South-east Asia to the South Pacific, via Australia

There are only 2 direct flights out of Dili, the one from Bali that I took to get in, and the one to Darwin I took to get out. Landing in Australia was only a 90 minute flight, but years and worlds away from Timor. The last time I was down under was 2007, when I lived in Brisbane, and the North Territory is totally different to the east coast. It’s gotten a lot more expensive, according to my memory of the average price of a meat pie and gingerbeer, and the Australian dollar is also stronger, so I was happily couchsurfing to avoid the $30/night hostels filled with German teenagers.

Maguk Pool at Kakadu

Maguk Pool at Kakadu

I wanted to go from Timor to Papua, since they’re sort of geographically contingent, but of course that doesn’t matter to airlines. If I wanted to do that, I’d have to go to the Indonesian side of West Timor, fly to the Indonesian Paupa, and cross overland to Papua New Guinea and take a handful of days to travel overland to Port Moresby. Or, I could fly to Bali and pay another $35 visa on arrival and $20 international departure tax just to use Denpasar. But, the easiest and probably most enjoyable way to cross from South-East Asia to the South Pacific is through Australia.

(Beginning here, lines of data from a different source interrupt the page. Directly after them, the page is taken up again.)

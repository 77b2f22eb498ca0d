//! The condition waiter: the perception gate every action is verified
//! through.
//!
//! Verification is the only feedback channel from the driven process, so
//! "expected text never appeared" and "action failed" are treated as the
//! same event and routed through one failure funnel. Recovery is attempted
//! exactly once per exhausted wait, never skipped.

use std::sync::Arc;
use std::time::{Duration, Instant};

use tracing::{debug, warn};

use crate::capture::VisualProbe;
use crate::errors::DriveError;
use crate::input::Actuator;
use crate::recovery::Recover;
use crate::state::RunState;
use crate::types::{normalize_text, OverlayHandle, OverlayRenderer, Region, StopFlag, TextCondition};

/// Result of a presence wait. `Found` carries the normalized probe text the
/// condition matched against.
#[derive(Debug, Clone, PartialEq, Eq)]
pub enum Presence {
    Found(String),
    Absent,
}

impl Presence {
    pub fn is_found(&self) -> bool {
        matches!(self, Presence::Found(_))
    }
}

const PRESENCE_ATTEMPTS: usize = 100;
const PRESENCE_INTERVAL: Duration = Duration::from_millis(200);
const ABSENCE_TIMEOUT: Duration = Duration::from_secs(10);
const ABSENCE_INTERVAL: Duration = Duration::from_millis(100);
const CLICK_SETTLE: Duration = Duration::from_millis(50);

/// Polls the visual probe until a text condition holds (or stops holding),
/// optionally actuating on success and escalating to recovery on failure.
#[derive(Clone)]
pub struct Waiter {
    probe: VisualProbe,
    actuator: Arc<dyn Actuator>,
    overlay: Option<Arc<dyn OverlayRenderer>>,
    stop: Option<StopFlag>,
    presence_attempts: usize,
    presence_interval: Duration,
    absence_timeout: Duration,
    absence_interval: Duration,
}

impl Waiter {
    pub fn new(probe: VisualProbe, actuator: Arc<dyn Actuator>) -> Self {
        Self {
            probe,
            actuator,
            overlay: None,
            stop: None,
            presence_attempts: PRESENCE_ATTEMPTS,
            presence_interval: PRESENCE_INTERVAL,
            absence_timeout: ABSENCE_TIMEOUT,
            absence_interval: ABSENCE_INTERVAL,
        }
    }

    /// Render a visual indicator over the probed region for the duration of
    /// each wait.
    pub fn with_overlay(mut self, renderer: Arc<dyn OverlayRenderer>) -> Self {
        self.overlay = Some(renderer);
        self
    }

    /// Observe an operator stop flag at every polling step.
    pub fn with_stop_flag(mut self, stop: StopFlag) -> Self {
        self.stop = Some(stop);
        self
    }

    pub fn with_presence_budget(mut self, attempts: usize, interval: Duration) -> Self {
        self.presence_attempts = attempts.max(1);
        self.presence_interval = interval;
        self
    }

    pub fn with_absence_budget(mut self, timeout: Duration, interval: Duration) -> Self {
        self.absence_timeout = timeout;
        self.absence_interval = interval;
        self
    }

    fn check_cancelled(&self) -> Result<(), DriveError> {
        match &self.stop {
            Some(stop) if stop.is_set() => Err(DriveError::Cancelled),
            _ => Ok(()),
        }
    }

    fn spawn_overlay(&self, region: Region) -> Option<OverlayHandle> {
        // Joined on drop, so the overlay is stopped before any return path.
        self.overlay
            .as_ref()
            .map(|r| OverlayHandle::spawn(r.clone(), region))
    }

    /// Poll until any candidate appears in the region, up to the attempt
    /// budget. Early-exits on the first match; optionally clicks on match.
    ///
    /// On exhaustion with a recovery controller supplied, runs the shared
    /// failure branch, which either raises [`DriveError::Restart`] or, when
    /// recovery reports failure, returns `Ok(Presence::Absent)`. Without a
    /// recovery controller the plain `Absent` result is returned directly.
    pub fn wait_for_present(
        &self,
        region: Region,
        condition: &TextCondition,
        click_on_match: bool,
        state: &mut RunState,
        recovery: Option<&dyn Recover>,
    ) -> Result<Presence, DriveError> {
        let _overlay = self.spawn_overlay(region);

        for attempt in 1..=self.presence_attempts {
            self.check_cancelled()?;
            let normalized = normalize_text(&self.probe.capture_text(region)?);
            if condition.matches(&normalized) {
                debug!(?region, attempt, "expected text detected");
                if click_on_match {
                    self.actuator.click();
                    std::thread::sleep(CLICK_SETTLE);
                }
                return Ok(Presence::Found(normalized));
            }
            std::thread::sleep(self.presence_interval);
        }

        debug!(?region, candidates = ?condition.candidates(), "expected text not found");
        self.failure_branch(state, recovery)?;
        Ok(Presence::Absent)
    }

    /// Poll until none of the candidates is present in the region, or the
    /// wall-clock timeout elapses. Same failure branch as presence waits.
    pub fn wait_for_absent(
        &self,
        region: Region,
        condition: &TextCondition,
        state: &mut RunState,
        recovery: Option<&dyn Recover>,
    ) -> Result<bool, DriveError> {
        let _overlay = self.spawn_overlay(region);

        let start = Instant::now();
        while start.elapsed() < self.absence_timeout {
            self.check_cancelled()?;
            let normalized = normalize_text(&self.probe.capture_text(region)?);
            if !condition.matches(&normalized) {
                return Ok(true);
            }
            std::thread::sleep(self.absence_interval);
        }

        warn!(?region, "text still present after {:?}", self.absence_timeout);
        self.failure_branch(state, recovery)?;
        Ok(false)
    }

    /// Shared failure branch for both wait flavors.
    ///
    /// With recovery supplied: record the failed step, run recovery once,
    /// and raise a restart when it reports success. The restart is raised
    /// even without an attached procedure handle: recovery has moved the UI
    /// to baseline, so continuing mid-step would act from an unknown state.
    /// Recovery reporting failure, or no recovery at all, returns `Ok(())`
    /// and the caller produces the plain failure result.
    fn failure_branch(
        &self,
        state: &mut RunState,
        recovery: Option<&dyn Recover>,
    ) -> Result<(), DriveError> {
        let Some(recovery) = recovery else {
            return Ok(());
        };

        state.record_wait_failure();
        debug!(
            procedure = ?state.current_procedure,
            recovery_count = state.recovery_count,
            "wait failed; attempting recovery"
        );
        if !recovery.reset(state)? {
            warn!("recovery reported failure; returning plain result");
            return Ok(());
        }

        if state.procedure_attached {
            state.record_restart();
            let name = state
                .current_procedure
                .clone()
                .unwrap_or_else(|| "<unnamed>".into());
            warn!(
                procedure = %name,
                restart_count = state.restart_count,
                "recovery succeeded; signaling restart"
            );
            Err(DriveError::Restart(format!("restart signal for: {name}")))
        } else {
            warn!("recovery succeeded with no procedure handle; aborting flow");
            Err(DriveError::Restart(
                "recovery executed but no procedure to restart".into(),
            ))
        }
    }
}
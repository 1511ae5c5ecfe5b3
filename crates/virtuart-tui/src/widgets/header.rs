//! Header bar: brand on the left, navigation links on the right

use ratatui::{
    buffer::Buffer,
    layout::Rect,
    style::Style,
    widgets::Widget,
};
use virtuart_app::Focus;
use virtuart_core::Route;

use crate::theme::{palette, styles};

use super::text_width;

const LOGO_ICON: &str = "▣";

/// Main header showing the brand and the navigation links
pub struct Header<'a> {
    brand: &'a str,
    focus: Option<Focus>,
}

impl<'a> Header<'a> {
    pub fn new(brand: &'a str, focus: Option<Focus>) -> Self {
        Self { brand, focus }
    }

    /// Rects of the navigation links, right-aligned inside the border.
    /// Links that would overlap the brand or the border are left out.
    pub fn nav_rects(&self, area: Rect) -> Vec<(Route, Rect)> {
        let inner = styles::glass_block(false).inner(area);
        if inner.height == 0 {
            return Vec::new();
        }

        // " label " per link, one column between links and before the border
        let widths: Vec<u16> = Route::NAV
            .iter()
            .map(|r| text_width(r.nav_label()) + 2)
            .collect();
        let total = widths.iter().sum::<u16>() + widths.len() as u16;

        let mut x = inner
            .right()
            .saturating_sub(total)
            .max(self.brand_end(inner) + 1);
        let mut rects = Vec::with_capacity(widths.len());
        for (route, width) in Route::NAV.iter().zip(widths) {
            if x.saturating_add(width) > inner.right() {
                break;
            }
            rects.push((*route, Rect::new(x, inner.y, width, 1)));
            x += width + 1;
        }
        rects
    }

    /// Column just past the logo and brand text
    fn brand_end(&self, inner: Rect) -> u16 {
        inner.x + text_width(&Self::logo()) + text_width(self.brand)
    }

    fn logo() -> String {
        format!(" {} ", LOGO_ICON)
    }
}

impl Widget for Header<'_> {
    fn render(self, area: Rect, buf: &mut Buffer) {
        let block = styles::glass_block(false).style(Style::default().bg(palette::CARD_BG));
        let inner = block.inner(area);
        block.render(area, buf);

        if inner.height == 0 || inner.width == 0 {
            return;
        }

        let logo = Self::logo();
        buf.set_stringn(inner.x, inner.y, &logo, inner.width as usize, styles::accent());
        let brand_x = inner.x + text_width(&logo);
        if brand_x < inner.right() {
            buf.set_stringn(
                brand_x,
                inner.y,
                self.brand,
                (inner.right() - brand_x) as usize,
                styles::accent_bold(),
            );
        }

        for (route, rect) in self.nav_rects(area) {
            let focused = self.focus == Some(Focus::Nav(route));
            let style = if route == Route::Register {
                styles::button(focused)
            } else {
                styles::link(focused)
            };
            let label = format!(" {} ", route.nav_label());
            buf.set_stringn(rect.x, rect.y, &label, rect.width as usize, style);
        }
    }
}
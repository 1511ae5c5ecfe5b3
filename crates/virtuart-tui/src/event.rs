//! Terminal event conversion

use crossterm::event::{
    Event, KeyCode, KeyEvent, KeyEventKind, KeyModifiers, MouseButton, MouseEvent, MouseEventKind,
};
use virtuart_app::{InputKey, Message, ScrollDirection};

/// Convert crossterm KeyEvent to InputKey
pub fn key_event_to_input(key: KeyEvent) -> Option<InputKey> {
    match key.code {
        KeyCode::Char(c) if key.modifiers.contains(KeyModifiers::CONTROL) => {
            Some(InputKey::CharCtrl(c))
        }
        KeyCode::Char(c) => Some(InputKey::Char(c)),
        KeyCode::Enter => Some(InputKey::Enter),
        KeyCode::Esc => Some(InputKey::Esc),
        KeyCode::Tab if key.modifiers.contains(KeyModifiers::SHIFT) => Some(InputKey::BackTab),
        KeyCode::Tab => Some(InputKey::Tab),
        KeyCode::BackTab => Some(InputKey::BackTab),
        KeyCode::Left => Some(InputKey::Left),
        KeyCode::Right => Some(InputKey::Right),
        KeyCode::Home => Some(InputKey::Home),
        KeyCode::End => Some(InputKey::End),
        _ => None,
    }
}

/// Convert a mouse event into a pointer message
pub fn mouse_event_to_message(mouse: MouseEvent) -> Option<Message> {
    let (column, row) = (mouse.column, mouse.row);
    let direction = match mouse.kind {
        MouseEventKind::Down(MouseButton::Left) => return Some(Message::Click { column, row }),
        MouseEventKind::ScrollDown | MouseEventKind::ScrollRight => ScrollDirection::Forward,
        MouseEventKind::ScrollUp | MouseEventKind::ScrollLeft => ScrollDirection::Backward,
        _ => return None,
    };
    Some(Message::Wheel {
        column,
        row,
        direction,
    })
}

/// Convert any terminal event into a message. Resizes need no message: the
/// next frame lays out against the new size.
pub fn to_message(event: Event) -> Option<Message> {
    match event {
        Event::Key(key) if key.kind == KeyEventKind::Press => {
            key_event_to_input(key).map(Message::Key)
        }
        Event::Mouse(mouse) => mouse_event_to_message(mouse),
        _ => None,
    }
}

I didn’t spend much time in Darwin, but landed on a Friday and spent one roaring night out with my host Nick. In our brief introduction chat, he suggested Kakadu national park as a place to spend the weekend, since he had never been there either but had a jeep and the weekend off. So I spent Friday afternoon rushing around Darwin trying to take in some of the shops and sights, and made it as far as the post office to send some post cards and birthday gifts. I saw the man-made beach, but didn’t make it down the 80 steps to the crocodile-free lagoon.

My couchsurfing accomodation

My couchsurfing accomodation

To get to Port Moresby, I coulnd’t fly from Darwin, so I took a 2.5 hr internal flight to Cairns. I once drove there from Brisbane, and remembered the low-lying square blocks around the CBD which reminded me of an old Western town – just replace the cowboys with European backpackers and swinging-door saloons with tourist booking offices.

I couchsurfed with Willy Chu, whose name made me want to break out into singing Beyonce, at an apartment that slightly resembled a resort in Bali. I ate some pies and actually made it to the crocodile-free lagoon there, and Willy took me hiking to a freezing cold water hole where we could swim under waterfalls without worrying about crocodiles.